::: EXERCISE DATA :::

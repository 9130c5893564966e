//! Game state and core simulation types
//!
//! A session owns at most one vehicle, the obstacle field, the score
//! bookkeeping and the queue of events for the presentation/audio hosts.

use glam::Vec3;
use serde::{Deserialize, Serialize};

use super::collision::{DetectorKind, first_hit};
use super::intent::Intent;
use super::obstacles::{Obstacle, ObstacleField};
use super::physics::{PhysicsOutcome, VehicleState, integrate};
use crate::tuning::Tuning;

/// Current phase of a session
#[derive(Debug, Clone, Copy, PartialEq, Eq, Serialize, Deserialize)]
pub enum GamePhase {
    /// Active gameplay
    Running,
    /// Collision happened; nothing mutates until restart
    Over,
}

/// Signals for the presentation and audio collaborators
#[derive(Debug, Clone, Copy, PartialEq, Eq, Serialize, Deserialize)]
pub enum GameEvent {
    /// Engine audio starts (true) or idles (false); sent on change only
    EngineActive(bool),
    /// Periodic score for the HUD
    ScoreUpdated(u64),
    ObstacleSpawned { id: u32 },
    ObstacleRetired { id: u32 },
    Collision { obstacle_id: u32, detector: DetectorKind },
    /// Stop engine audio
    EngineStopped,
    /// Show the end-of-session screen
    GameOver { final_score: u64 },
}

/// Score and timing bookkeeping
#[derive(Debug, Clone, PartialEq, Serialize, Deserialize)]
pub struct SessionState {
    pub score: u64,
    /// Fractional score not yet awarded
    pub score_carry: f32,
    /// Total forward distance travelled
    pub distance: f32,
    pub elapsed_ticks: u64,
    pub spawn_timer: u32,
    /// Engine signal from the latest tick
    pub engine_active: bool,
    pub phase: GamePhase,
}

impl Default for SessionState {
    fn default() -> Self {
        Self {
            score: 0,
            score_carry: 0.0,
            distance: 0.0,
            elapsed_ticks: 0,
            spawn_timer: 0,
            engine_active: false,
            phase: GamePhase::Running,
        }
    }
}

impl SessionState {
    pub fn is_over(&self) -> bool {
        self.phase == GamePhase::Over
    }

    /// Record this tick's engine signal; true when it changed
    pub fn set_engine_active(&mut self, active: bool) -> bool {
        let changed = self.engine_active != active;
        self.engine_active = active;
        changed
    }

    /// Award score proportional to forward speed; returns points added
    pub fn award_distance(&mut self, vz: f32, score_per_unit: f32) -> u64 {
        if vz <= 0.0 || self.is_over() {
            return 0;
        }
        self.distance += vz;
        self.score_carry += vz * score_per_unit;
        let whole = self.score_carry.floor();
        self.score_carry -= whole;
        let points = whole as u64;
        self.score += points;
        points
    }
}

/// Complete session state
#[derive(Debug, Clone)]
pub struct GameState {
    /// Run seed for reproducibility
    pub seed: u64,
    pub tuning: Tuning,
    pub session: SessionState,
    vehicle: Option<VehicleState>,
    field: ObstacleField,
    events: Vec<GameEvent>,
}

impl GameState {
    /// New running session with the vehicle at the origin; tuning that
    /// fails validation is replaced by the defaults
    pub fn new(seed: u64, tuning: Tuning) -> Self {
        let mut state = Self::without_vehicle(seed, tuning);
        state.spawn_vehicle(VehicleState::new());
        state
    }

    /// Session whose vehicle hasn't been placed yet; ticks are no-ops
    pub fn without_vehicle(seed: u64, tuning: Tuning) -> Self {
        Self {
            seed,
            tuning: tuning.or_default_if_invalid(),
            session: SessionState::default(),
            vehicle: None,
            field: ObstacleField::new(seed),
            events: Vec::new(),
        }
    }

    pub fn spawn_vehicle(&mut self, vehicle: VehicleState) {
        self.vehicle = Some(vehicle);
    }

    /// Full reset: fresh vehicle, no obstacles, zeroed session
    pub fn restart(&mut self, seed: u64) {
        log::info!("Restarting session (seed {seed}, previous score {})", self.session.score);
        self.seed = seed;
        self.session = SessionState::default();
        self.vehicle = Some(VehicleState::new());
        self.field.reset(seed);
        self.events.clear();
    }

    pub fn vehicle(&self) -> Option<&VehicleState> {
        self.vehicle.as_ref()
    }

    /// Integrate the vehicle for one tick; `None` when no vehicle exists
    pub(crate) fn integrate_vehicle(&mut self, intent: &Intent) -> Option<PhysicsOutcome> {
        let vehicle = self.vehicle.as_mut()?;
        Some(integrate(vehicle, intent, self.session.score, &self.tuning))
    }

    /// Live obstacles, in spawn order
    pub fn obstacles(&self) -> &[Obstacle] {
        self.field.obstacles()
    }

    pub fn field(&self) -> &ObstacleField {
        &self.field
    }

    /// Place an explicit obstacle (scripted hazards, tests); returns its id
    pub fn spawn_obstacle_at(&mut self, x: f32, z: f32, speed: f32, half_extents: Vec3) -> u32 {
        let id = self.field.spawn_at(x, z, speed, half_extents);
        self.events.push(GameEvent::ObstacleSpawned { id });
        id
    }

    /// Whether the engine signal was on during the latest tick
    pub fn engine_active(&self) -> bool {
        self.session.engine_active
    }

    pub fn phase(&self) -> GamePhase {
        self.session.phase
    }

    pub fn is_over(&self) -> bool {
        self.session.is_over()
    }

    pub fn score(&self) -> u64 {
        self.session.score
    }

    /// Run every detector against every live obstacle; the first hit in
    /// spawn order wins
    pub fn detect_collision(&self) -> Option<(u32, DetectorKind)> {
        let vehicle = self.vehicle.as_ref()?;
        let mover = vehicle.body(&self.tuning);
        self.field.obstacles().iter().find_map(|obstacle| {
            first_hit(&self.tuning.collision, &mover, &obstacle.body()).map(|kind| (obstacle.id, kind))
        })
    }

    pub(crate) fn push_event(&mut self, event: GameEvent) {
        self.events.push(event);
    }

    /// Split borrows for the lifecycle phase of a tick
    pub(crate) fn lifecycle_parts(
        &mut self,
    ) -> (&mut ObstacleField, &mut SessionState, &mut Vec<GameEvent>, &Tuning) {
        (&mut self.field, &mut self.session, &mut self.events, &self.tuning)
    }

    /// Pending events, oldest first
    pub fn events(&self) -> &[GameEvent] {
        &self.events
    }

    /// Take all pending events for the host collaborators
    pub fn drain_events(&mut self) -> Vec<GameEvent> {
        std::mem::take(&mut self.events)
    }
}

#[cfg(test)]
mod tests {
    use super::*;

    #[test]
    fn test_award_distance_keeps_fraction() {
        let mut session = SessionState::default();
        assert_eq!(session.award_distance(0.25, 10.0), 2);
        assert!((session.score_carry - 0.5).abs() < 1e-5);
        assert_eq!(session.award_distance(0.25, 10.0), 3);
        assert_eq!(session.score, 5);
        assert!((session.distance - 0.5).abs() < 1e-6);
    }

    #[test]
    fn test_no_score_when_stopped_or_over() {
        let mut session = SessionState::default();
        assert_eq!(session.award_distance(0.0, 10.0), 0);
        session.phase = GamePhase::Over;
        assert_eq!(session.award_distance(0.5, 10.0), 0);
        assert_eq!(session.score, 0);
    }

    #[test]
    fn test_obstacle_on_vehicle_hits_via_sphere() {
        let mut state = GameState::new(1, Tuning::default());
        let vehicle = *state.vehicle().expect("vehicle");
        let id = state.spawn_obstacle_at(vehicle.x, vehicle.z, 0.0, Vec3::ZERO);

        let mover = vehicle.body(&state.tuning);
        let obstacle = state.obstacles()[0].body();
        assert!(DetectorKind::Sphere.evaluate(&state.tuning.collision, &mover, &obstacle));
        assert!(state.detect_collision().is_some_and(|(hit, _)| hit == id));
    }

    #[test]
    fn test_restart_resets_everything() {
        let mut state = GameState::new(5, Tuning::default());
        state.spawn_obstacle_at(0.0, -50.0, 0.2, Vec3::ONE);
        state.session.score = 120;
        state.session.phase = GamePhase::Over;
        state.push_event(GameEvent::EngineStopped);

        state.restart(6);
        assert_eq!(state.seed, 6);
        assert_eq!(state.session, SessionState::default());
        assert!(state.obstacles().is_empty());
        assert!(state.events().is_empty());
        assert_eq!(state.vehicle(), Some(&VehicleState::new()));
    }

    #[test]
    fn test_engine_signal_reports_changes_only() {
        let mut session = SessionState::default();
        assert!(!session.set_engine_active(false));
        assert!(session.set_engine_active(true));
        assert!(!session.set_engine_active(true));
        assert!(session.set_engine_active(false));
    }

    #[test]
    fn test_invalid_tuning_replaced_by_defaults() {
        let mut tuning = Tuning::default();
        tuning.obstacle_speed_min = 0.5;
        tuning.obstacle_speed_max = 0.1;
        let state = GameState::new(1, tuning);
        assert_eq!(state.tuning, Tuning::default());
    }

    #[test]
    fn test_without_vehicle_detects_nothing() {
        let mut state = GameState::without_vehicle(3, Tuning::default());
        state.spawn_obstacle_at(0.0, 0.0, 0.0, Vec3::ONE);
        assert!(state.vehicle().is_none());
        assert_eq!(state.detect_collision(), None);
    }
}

:::

#### WHAT IS EXPECTED:
Write down exactly the span of lines above from the one containing "let mut state = GameState::new(5, Tuning::default());" to the one containing "assert!(state.events().is_empty());", both ends included.

#### TASK SOLUTION:
        let mut state = GameState::new(5, Tuning::default());
        state.spawn_obstacle_at(0.0, -50.0, 0.2, Vec3::ONE);
        state.session.score = 120;
        state.session.phase = GamePhase::Over;
        state.push_event(GameEvent::EngineStopped);

        state.restart(6);
        assert_eq!(state.seed, 6);
        assert_eq!(state.session, SessionState::default());
        assert!(state.obstacles().is_empty());
        assert!(state.events().is_empty());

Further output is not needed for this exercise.